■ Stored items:
▬▬▬▬▬▬▬▬▬▬
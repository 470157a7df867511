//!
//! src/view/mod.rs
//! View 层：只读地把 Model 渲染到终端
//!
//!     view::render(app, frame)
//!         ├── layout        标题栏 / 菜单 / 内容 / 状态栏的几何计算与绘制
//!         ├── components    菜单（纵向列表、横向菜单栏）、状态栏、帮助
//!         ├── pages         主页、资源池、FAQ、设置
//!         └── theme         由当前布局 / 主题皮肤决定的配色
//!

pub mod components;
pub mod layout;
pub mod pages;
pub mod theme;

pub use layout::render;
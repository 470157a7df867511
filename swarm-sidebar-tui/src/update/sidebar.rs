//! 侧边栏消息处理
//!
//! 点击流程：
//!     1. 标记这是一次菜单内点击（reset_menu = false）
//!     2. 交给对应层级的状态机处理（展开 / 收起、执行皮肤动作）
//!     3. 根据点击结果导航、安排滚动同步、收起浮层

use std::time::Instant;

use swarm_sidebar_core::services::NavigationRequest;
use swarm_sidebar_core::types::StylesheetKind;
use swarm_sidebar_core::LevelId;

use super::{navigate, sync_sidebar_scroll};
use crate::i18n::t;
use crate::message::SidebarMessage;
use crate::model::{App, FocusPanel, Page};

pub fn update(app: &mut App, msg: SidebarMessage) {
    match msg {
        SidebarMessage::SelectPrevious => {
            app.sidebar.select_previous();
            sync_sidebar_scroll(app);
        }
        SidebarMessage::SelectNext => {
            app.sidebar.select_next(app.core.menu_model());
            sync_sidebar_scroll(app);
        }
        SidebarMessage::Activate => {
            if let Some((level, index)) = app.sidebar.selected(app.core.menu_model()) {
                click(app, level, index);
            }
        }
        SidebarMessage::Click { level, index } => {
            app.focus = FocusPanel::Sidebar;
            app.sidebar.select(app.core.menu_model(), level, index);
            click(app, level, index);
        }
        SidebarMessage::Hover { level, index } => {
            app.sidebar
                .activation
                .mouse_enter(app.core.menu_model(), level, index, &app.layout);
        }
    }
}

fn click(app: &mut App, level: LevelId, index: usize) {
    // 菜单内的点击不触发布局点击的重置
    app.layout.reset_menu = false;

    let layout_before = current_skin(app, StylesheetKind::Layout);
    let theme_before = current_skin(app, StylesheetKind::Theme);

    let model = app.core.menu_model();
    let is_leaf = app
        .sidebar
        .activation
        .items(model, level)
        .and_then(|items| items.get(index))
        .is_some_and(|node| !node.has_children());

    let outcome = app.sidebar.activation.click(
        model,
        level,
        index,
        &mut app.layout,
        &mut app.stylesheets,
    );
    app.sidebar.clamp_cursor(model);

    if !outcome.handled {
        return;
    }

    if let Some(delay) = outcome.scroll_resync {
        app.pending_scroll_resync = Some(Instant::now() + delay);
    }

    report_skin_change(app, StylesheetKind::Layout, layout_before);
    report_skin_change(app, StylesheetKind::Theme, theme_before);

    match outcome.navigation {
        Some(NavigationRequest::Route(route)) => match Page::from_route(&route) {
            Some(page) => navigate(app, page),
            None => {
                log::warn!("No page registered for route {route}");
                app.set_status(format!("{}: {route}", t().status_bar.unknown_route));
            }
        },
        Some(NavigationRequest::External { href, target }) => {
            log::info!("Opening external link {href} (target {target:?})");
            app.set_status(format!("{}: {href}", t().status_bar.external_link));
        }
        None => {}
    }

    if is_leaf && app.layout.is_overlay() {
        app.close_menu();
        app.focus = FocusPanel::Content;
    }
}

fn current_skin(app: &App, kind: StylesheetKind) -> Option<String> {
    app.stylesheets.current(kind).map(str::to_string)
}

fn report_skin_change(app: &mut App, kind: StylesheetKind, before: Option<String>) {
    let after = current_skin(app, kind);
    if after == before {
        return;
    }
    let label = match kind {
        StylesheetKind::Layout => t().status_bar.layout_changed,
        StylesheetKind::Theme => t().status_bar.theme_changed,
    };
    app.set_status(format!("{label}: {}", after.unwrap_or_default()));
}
▬▬▬▬▬▬▬▬▬▬
The only acceptable answer is the full set of entries, repeated exactly.

repository 470157a7df867511
//!
//! src/view/mod.rs
//! View 层：只读地把 Model 渲染到终端
//!
//!     view::render(app, frame)
//!         ├── layout        标题栏 / 菜单 / 内容 / 状态栏的几何计算与绘制
//!         ├── components    菜单（纵向列表、横向菜单栏）、状态栏、帮助
//!         ├── pages         主页、资源池、FAQ、设置
//!         └── theme         由当前布局 / 主题皮肤决定的配色
//!

pub mod components;
pub mod layout;
pub mod pages;
pub mod theme;

pub use layout::render;
repository 470157a7df867511
filename swarm-sidebar-tui/src/update/sidebar.rs
//! 侧边栏消息处理
//!
//! 点击流程：
//!     1. 标记这是一次菜单内点击（reset_menu = false）
//!     2. 交给对应层级的状态机处理（展开 / 收起、执行皮肤动作）
//!     3. 根据点击结果导航、安排滚动同步、收起浮层

use std::time::Instant;

use swarm_sidebar_core::services::NavigationRequest;
use swarm_sidebar_core::types::StylesheetKind;
use swarm_sidebar_core::LevelId;

use super::{navigate, sync_sidebar_scroll};
use crate::i18n::t;
use crate::message::SidebarMessage;
use crate::model::{App, FocusPanel, Page};

pub fn update(app: &mut App, msg: SidebarMessage) {
    match msg {
        SidebarMessage::SelectPrevious => {
            app.sidebar.select_previous();
            sync_sidebar_scroll(app);
        }
        SidebarMessage::SelectNext => {
            app.sidebar.select_next(app.core.menu_model());
            sync_sidebar_scroll(app);
        }
        SidebarMessage::Activate => {
            if let Some((level, index)) = app.sidebar.selected(app.core.menu_model()) {
                click(app, level, index);
            }
        }
        SidebarMessage::Click { level, index } => {
            app.focus = FocusPanel::Sidebar;
            app.sidebar.select(app.core.menu_model(), level, index);
            click(app, level, index);
        }
        SidebarMessage::Hover { level, index } => {
            app.sidebar
                .activation
                .mouse_enter(app.core.menu_model(), level, index, &app.layout);
        }
    }
}

fn click(app: &mut App, level: LevelId, index: usize) {
    // 菜单内的点击不触发布局点击的重置
    app.layout.reset_menu = false;

    let layout_before = current_skin(app, StylesheetKind::Layout);
    let theme_before = current_skin(app, StylesheetKind::Theme);

    let model = app.core.menu_model();
    let is_leaf = app
        .sidebar
        .activation
        .items(model, level)
        .and_then(|items| items.get(index))
        .is_some_and(|node| !node.has_children());

    let outcome = app.sidebar.activation.click(
        model,
        level,
        index,
        &mut app.layout,
        &mut app.stylesheets,
    );
    app.sidebar.clamp_cursor(model);

    if !outcome.handled {
        return;
    }

    if let Some(delay) = outcome.scroll_resync {
        app.pending_scroll_resync = Some(Instant::now() + delay);
    }

    report_skin_change(app, StylesheetKind::Layout, layout_before);
    report_skin_change(app, StylesheetKind::Theme, theme_before);

    match outcome.navigation {
        Some(NavigationRequest::Route(route)) => match Page::from_route(&route) {
            Some(page) => navigate(app, page),
            None => {
                log::warn!("No page registered for route {route}");
                app.set_status(format!("{}: {route}", t().status_bar.unknown_route));
            }
        },
        Some(NavigationRequest::External { href, target }) => {
            log::info!("Opening external link {href} (target {target:?})");
            app.set_status(format!("{}: {href}", t().status_bar.external_link));
        }
        None => {}
    }

    if is_leaf && app.layout.is_overlay() {
        app.close_menu();
        app.focus = FocusPanel::Content;
    }
}

fn current_skin(app: &App, kind: StylesheetKind) -> Option<String> {
    app.stylesheets.current(kind).map(str::to_string)
}

fn report_skin_change(app: &mut App, kind: StylesheetKind, before: Option<String>) {
    let after = current_skin(app, kind);
    if after == before {
        return;
    }
    let label = match kind {
        StylesheetKind::Layout => t().status_bar.layout_changed,
        StylesheetKind::Theme => t().status_bar.theme_changed,
    };
    app.set_status(format!("{label}: {}", after.unwrap_or_default()));
}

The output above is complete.